Content starts

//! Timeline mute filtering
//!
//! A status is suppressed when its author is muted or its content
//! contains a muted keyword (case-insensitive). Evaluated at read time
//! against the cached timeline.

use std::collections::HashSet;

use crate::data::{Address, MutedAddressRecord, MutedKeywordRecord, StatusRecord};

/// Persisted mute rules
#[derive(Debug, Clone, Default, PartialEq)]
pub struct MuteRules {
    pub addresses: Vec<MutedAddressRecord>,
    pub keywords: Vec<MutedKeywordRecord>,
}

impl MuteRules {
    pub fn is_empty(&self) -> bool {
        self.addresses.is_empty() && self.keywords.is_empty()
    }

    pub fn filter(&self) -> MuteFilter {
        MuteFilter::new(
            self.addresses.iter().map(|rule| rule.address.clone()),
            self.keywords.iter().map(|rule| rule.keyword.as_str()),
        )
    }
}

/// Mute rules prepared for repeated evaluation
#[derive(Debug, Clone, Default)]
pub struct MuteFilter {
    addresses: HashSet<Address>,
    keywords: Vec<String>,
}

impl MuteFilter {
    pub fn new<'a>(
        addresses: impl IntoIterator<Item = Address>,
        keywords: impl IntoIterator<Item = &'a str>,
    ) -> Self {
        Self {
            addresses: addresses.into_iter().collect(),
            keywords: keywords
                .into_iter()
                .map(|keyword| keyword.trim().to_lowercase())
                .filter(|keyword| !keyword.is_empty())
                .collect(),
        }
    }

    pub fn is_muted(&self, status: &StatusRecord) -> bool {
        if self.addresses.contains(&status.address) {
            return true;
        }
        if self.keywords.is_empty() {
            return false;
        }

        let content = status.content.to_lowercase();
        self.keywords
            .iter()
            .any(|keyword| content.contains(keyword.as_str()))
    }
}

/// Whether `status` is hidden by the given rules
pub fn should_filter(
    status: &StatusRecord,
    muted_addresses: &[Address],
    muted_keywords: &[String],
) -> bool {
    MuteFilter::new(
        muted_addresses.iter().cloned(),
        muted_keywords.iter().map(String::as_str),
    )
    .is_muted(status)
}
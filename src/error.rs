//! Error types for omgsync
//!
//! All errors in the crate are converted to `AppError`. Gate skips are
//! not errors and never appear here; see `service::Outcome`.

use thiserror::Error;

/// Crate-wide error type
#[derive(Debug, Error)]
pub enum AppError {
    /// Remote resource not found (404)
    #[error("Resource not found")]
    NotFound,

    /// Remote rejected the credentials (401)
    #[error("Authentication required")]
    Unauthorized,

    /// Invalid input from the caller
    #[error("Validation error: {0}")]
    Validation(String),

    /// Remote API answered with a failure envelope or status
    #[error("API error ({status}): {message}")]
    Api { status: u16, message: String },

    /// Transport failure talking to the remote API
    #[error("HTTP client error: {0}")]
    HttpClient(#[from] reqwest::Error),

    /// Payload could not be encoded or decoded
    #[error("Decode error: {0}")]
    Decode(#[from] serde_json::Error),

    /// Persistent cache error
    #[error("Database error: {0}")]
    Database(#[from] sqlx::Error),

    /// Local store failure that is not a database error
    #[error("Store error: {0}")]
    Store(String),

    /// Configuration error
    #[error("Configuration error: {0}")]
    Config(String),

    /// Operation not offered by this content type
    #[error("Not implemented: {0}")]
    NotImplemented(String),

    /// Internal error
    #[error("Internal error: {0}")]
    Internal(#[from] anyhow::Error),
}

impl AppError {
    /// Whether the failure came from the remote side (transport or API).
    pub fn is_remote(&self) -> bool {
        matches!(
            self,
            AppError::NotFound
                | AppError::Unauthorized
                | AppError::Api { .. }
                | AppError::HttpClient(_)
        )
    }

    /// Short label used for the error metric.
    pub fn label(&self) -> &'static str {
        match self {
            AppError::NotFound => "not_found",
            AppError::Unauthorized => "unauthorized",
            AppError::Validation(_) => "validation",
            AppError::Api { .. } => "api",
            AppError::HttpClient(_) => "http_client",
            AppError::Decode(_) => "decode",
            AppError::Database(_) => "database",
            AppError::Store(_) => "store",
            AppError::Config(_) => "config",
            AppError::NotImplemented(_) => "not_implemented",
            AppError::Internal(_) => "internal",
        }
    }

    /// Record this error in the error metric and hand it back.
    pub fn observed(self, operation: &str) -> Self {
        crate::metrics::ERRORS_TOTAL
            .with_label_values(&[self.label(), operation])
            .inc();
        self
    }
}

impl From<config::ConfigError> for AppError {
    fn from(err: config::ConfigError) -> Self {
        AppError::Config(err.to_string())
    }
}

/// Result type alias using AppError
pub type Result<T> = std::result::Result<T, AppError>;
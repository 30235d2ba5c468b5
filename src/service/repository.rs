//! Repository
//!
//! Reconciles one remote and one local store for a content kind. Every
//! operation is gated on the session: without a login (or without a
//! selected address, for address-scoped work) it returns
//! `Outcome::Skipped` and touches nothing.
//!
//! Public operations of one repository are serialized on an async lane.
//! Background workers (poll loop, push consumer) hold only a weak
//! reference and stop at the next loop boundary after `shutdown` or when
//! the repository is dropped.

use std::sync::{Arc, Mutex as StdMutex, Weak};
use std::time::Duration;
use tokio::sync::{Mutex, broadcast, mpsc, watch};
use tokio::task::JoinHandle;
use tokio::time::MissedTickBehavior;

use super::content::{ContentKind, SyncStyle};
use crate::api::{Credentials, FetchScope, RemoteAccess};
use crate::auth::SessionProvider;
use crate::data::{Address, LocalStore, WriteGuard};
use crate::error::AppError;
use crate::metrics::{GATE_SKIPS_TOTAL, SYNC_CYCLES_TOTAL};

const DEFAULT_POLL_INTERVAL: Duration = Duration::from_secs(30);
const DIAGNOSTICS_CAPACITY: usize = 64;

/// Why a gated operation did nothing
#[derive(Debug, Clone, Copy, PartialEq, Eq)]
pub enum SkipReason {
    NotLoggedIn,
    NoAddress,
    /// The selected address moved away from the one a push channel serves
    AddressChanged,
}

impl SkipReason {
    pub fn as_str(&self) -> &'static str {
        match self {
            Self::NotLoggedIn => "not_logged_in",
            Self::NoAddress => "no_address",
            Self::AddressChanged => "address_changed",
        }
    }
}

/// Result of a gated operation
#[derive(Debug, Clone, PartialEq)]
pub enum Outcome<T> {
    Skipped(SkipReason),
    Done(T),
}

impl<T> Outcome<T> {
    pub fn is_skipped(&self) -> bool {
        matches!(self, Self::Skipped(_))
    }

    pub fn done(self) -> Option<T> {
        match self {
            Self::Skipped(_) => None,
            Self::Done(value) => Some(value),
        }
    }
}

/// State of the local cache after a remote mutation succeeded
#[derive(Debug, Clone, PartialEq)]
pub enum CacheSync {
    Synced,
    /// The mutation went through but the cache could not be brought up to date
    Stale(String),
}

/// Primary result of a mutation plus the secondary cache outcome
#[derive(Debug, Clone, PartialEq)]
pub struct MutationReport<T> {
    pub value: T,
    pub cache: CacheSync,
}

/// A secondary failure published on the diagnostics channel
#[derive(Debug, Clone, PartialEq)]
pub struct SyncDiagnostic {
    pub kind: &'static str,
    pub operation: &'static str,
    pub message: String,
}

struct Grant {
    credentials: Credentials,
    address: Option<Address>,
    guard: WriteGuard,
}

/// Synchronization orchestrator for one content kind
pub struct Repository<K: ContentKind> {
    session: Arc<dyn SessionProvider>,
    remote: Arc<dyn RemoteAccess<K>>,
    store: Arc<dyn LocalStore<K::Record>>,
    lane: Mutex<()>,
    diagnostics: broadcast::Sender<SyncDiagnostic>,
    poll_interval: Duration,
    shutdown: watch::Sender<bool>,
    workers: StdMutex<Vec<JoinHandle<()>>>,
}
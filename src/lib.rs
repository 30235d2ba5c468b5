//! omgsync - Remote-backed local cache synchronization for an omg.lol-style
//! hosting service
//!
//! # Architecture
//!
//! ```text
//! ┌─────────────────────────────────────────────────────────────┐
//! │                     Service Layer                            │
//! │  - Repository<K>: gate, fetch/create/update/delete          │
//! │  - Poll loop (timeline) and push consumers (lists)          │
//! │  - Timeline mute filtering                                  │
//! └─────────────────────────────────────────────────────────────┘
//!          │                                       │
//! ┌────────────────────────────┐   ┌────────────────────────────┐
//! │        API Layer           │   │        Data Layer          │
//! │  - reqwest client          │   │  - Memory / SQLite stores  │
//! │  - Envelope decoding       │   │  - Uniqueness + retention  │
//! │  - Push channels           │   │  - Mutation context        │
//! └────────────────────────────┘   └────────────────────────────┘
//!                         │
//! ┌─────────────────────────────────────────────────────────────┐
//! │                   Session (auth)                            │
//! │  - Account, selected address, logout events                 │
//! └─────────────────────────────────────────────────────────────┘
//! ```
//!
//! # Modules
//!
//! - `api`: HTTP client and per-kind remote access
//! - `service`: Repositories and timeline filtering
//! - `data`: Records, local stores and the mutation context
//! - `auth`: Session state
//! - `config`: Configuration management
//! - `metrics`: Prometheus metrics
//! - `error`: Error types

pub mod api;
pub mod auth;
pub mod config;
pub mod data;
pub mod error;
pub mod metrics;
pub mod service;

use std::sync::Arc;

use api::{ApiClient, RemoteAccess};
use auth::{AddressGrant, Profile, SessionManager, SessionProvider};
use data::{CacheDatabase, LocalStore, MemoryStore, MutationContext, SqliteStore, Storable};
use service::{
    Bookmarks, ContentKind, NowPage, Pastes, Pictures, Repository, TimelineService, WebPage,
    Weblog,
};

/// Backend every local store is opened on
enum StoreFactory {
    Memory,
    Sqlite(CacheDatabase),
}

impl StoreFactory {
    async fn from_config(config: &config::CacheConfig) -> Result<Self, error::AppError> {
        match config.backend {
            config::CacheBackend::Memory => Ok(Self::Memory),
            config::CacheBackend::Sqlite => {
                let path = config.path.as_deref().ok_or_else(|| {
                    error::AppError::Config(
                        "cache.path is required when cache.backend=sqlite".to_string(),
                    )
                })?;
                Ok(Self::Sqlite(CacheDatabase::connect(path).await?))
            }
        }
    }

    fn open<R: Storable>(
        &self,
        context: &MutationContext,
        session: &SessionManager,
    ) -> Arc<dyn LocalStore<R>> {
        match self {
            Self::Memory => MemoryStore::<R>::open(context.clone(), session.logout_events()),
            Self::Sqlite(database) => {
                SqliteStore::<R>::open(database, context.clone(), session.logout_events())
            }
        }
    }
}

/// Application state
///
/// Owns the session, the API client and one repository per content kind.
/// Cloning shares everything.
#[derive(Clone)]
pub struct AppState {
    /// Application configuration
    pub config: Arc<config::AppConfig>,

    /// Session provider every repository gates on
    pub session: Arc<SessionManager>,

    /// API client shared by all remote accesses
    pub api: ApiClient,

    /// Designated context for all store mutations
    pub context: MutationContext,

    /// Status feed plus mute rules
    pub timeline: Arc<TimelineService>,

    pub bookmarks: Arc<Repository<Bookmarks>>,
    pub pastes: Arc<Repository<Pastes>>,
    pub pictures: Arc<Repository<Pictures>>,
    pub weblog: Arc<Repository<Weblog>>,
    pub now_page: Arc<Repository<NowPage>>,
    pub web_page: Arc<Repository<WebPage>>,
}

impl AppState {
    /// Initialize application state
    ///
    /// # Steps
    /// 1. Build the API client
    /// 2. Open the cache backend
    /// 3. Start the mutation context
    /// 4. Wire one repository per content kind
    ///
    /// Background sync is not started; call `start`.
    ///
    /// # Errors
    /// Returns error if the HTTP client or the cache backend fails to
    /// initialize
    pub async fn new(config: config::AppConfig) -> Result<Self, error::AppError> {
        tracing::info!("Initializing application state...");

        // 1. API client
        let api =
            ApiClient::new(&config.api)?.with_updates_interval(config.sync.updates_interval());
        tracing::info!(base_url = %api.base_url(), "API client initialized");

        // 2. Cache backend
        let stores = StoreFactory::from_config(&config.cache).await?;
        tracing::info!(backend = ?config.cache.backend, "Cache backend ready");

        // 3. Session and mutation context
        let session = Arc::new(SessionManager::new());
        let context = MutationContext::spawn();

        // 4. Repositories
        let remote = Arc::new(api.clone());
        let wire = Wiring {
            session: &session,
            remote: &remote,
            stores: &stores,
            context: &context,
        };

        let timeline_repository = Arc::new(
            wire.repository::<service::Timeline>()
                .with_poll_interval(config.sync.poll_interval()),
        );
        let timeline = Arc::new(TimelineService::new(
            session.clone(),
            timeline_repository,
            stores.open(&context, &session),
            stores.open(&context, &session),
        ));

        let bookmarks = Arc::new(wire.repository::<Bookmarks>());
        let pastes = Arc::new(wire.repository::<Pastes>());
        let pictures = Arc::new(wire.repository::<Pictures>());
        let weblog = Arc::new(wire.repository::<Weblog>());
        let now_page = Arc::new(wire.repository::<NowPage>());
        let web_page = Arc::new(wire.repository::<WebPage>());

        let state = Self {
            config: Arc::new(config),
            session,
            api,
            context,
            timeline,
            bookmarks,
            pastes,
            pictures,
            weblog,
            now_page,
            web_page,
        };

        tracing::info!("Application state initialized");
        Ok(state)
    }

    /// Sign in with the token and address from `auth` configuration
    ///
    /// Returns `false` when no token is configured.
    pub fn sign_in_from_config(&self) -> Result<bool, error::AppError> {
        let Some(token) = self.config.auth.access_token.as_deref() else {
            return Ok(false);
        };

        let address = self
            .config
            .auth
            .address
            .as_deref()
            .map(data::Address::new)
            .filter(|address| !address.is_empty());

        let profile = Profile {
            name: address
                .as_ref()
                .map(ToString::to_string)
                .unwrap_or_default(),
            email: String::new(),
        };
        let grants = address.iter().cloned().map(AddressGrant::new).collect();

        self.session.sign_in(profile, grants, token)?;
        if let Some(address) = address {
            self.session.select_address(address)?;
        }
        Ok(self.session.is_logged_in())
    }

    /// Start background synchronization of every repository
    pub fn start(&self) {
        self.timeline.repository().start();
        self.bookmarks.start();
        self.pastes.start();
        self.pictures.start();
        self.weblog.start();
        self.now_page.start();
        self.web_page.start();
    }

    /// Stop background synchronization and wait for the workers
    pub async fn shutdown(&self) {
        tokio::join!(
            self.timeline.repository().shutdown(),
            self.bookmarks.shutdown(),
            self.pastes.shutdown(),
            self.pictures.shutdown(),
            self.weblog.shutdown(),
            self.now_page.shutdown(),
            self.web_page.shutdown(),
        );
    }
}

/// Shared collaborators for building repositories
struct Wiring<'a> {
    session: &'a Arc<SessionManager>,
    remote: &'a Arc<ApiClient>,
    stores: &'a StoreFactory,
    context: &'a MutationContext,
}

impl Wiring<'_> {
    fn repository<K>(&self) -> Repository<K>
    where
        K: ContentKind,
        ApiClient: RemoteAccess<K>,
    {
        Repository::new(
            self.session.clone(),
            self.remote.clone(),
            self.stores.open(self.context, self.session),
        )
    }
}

Content ends

● Assignment
Gather all lines from the listing above in which "WriteGuard" occurs.

● Solution for this exercise
use crate::data::{Address, LocalStore, WriteGuard};
    guard: WriteGuard,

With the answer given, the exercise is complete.